A lecturer at the political science department of Kwame Nkrumah University of Science and Technology (KNUST), Prof. Amoako Baah wants the 1992 Constitution discarded, because it was “poorly written”.
He told Joy News on Thursday that some provisions in the Constitution are not practicable and in his words the constitution is “flawed, we need to throw it away and write a new one”.
He cited Article 60 (8) of the Constitution which stipulates that in the absence of the president and the vice, the Speaker of Parliament shall take the oath and act as president.
In accordance with Article 60 (12) the Speaker of Parliament, Edward Doe Adjaho, was Thursday sworn in as the president of Ghana because President Mahama and Vice President Kwesi Bekoe Amissah-Arthur are attending official duties outside the country.
But Prof. Baah argued that the swearing in of the Speaker was needless, explaining it suggested that the nation for the time being had two presidents.
He maintained that when the president is out of the country, he will be performing a duty on behalf of Ghana in his capacity as president, but in the same vein, the Speaker would also be expected to perform the functions of the president in the country.
He, therefore, posed a question as to who will call the shots in case there is an emergency in the country; would the nation obey the elected president who is outside at the time or the acting president in Ghana?
“That is the problem. We are not reading the Constitution properly, it is poorly written, but we who are interpreting it are making it worse.”
He argued, just because the president is absent from Ghana does not mean he is unable to perform his function as the president of Ghana.
A senior lecturer at the University of Professional Studies and lawyer, Godwin Adawine, said he agreed with Prof. Baah to some extent that there cannot be two presidents at the same time.
He, however, drew attention to what he called the Letter and Spirit of the Constitution. One will “run into difficulties” if the letter alone is considered, and it would obviously not “make sense,” he pointed out.
To make any sense out of the constitution, one must also take the spirit into consideration, he submitted.

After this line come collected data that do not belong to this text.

//! C4 — Memory transformer: splices a formatted memory block into the
//! provider-appropriate system/instruction field of an inbound request body.
//!
//! Pure JSON manipulation, no network I/O — grounded on the teacher's
//! `format_messages`/`add_turn_cache_breakpoints` functions in
//! `engine/providers/openai.rs` and `anthropic.rs`, which mutate a request
//! body in place ahead of dispatch.

pub mod format;
pub mod shape;

pub use format::{format_memory_block, memory_style_for_model, MemoryStyle};
pub use shape::detect_body_shape;

use crate::types::BodyShape;
use serde_json::{json, Value};

/// Mutates `body` in place, injecting `memory_block` into the
/// shape-appropriate system/instruction field. A no-op if `memory_block` is
/// `None`.
pub fn inject_memory(body: &mut Value, shape: BodyShape, memory_block: Option<&str>) {
    let Some(block) = memory_block else { return };
    match shape {
        BodyShape::OpenAi => inject_openai(body, block),
        BodyShape::Anthropic => inject_anthropic(body, block),
        BodyShape::Google => inject_google(body, block),
    }
}

fn inject_openai(body: &mut Value, block: &str) {
    let messages = body
        .as_object_mut()
        .and_then(|o| o.get_mut("messages"))
        .and_then(|m| m.as_array_mut());
    let Some(messages) = messages else { return };

    if let Some(first) = messages.first_mut() {
        if first.get("role").and_then(|r| r.as_str()) == Some("system") {
            let existing = first.get("content").and_then(|c| c.as_str()).unwrap_or_default();
            let merged = format!("{block}\n\n{existing}");
            first["content"] = Value::String(merged);
            return;
        }
    }
    messages.insert(0, json!({ "role": "system", "content": block }));
}

fn inject_anthropic(body: &mut Value, block: &str) {
    let Some(obj) = body.as_object_mut() else { return };
    match obj.get_mut("system") {
        Some(Value::String(existing)) => {
            *existing = format!("{block}\n\n{existing}");
        }
        Some(Value::Array(blocks)) => {
            blocks.insert(0, json!({ "type": "text", "text": block }));
        }
        _ => {
            obj.insert("system".to_string(), Value::String(block.to_string()));
        }
    }
}

fn inject_google(body: &mut Value, block: &str) {
    let Some(obj) = body.as_object_mut() else { return };
    match obj.get_mut("systemInstruction") {
        Some(instr) => {
            let parts = instr
                .as_object_mut()
                .and_then(|o| o.get_mut("parts"))
                .and_then(|p| p.as_array_mut());
            if let Some(parts) = parts {
                parts.insert(0, json!({ "text": block }));
            } else {
                *instr = json!({ "parts": [{ "text": block }] });
            }
        }
        None => {
            obj.insert(
                "systemInstruction".to_string(),
                json!({ "parts": [{ "text": block }] }),
            );
        }
    }
}

#[cfg(test)]
mod tests {
    use super::*;

    #[test]
    fn openai_inserts_new_system_message() {
        let mut body = json!({ "model": "gpt-4", "messages": [{ "role": "user", "content": "hi" }] });
        inject_memory(&mut body, BodyShape::OpenAi, Some("remembered stuff"));
        assert_eq!(body["messages"][0]["role"], "system");
        assert!(body["messages"][0]["content"].as_str().unwrap().contains("remembered stuff"));
        assert_eq!(body["messages"].as_array().unwrap().len(), 2);
    }

    #[test]
    fn openai_merges_into_existing_system_message() {
        let mut body = json!({
            "messages": [
                { "role": "system", "content": "be concise" },
                { "role": "user", "content": "hi" }
            ]
        });
        inject_memory(&mut body, BodyShape::OpenAi, Some("remembered stuff"));
        let content = body["messages"][0]["content"].as_str().unwrap();
        assert!(content.contains("be concise"));
        assert!(content.contains("remembered stuff"));
        assert!(content.find("remembered stuff").unwrap() < content.find("be concise").unwrap());
        assert_eq!(body["messages"].as_array().unwrap().len(), 2);
    }

    #[test]
    fn anthropic_merges_into_string_system() {
        let mut body = json!({ "system": "be terse", "messages": [] });
        inject_memory(&mut body, BodyShape::Anthropic, Some("remembered stuff"));
        let system = body["system"].as_str().unwrap();
        assert!(system.contains("be terse"));
        assert!(system.contains("remembered stuff"));
        assert!(system.find("remembered stuff").unwrap() < system.find("be terse").unwrap());
    }

    #[test]
    fn anthropic_sets_system_when_absent() {
        let mut body = json!({ "messages": [] });
        inject_memory(&mut body, BodyShape::Anthropic, Some("remembered stuff"));
        assert_eq!(body["system"], "remembered stuff");
    }

    #[test]
    fn anthropic_unshifts_into_existing_array_system() {
        let mut body = json!({ "system": [{ "type": "text", "text": "be terse" }] });
        inject_memory(&mut body, BodyShape::Anthropic, Some("remembered stuff"));
        let blocks = body["system"].as_array().unwrap();
        assert_eq!(blocks.len(), 2);
        assert_eq!(blocks[0]["text"], "remembered stuff");
        assert_eq!(blocks[1]["text"], "be terse");
    }

    #[test]
    fn google_unshifts_into_existing_parts() {
        let mut body = json!({ "systemInstruction": { "parts": [{ "text": "be terse" }] } });
        inject_memory(&mut body, BodyShape::Google, Some("remembered stuff"));
        let parts = body["systemInstruction"]["parts"].as_array().unwrap();
        assert_eq!(parts.len(), 2);
        assert_eq!(parts[0]["text"], "remembered stuff");
        assert_eq!(parts[1]["text"], "be terse");
    }

    #[test]
    fn none_block_is_noop() {
        let mut body = json!({ "messages": [{ "role": "user", "content": "hi" }] });
        let before = body.clone();
        inject_memory(&mut body, BodyShape::OpenAi, None);
        assert_eq!(body, before);
    }
}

“The spirit of the law says at any particular point in time, there should be a person in Ghana and performing the functions and exercising the powers of the president in Ghana. Framers of the Constitution did not foresee the tactical difficulties we are witnessing now in the implementation of that provision.”
He suggested that a “caretaker” president would have been more appropriate.
But as things are now, the Speaker of Parliament, he stressed, “Can perform the basic functions, he is as the president as the elected president because that is what he has been sworn in to be. Legally speaking, he can take whatever action, he can exercise whatever power, and perform whatever function the elected president would have exercised or performed, like a ministerial reshuffle.”
Meanwhile, the Member of Parliament for Offinso South in the Ashanti region Ben Abdallah has told Joy News the Speaker of Parliament, having been sworn in, can exercise the powers of the elected president.
But he advised such a person should take minor decisions and refrain from taking drastic decisions like reshuffling government appointees.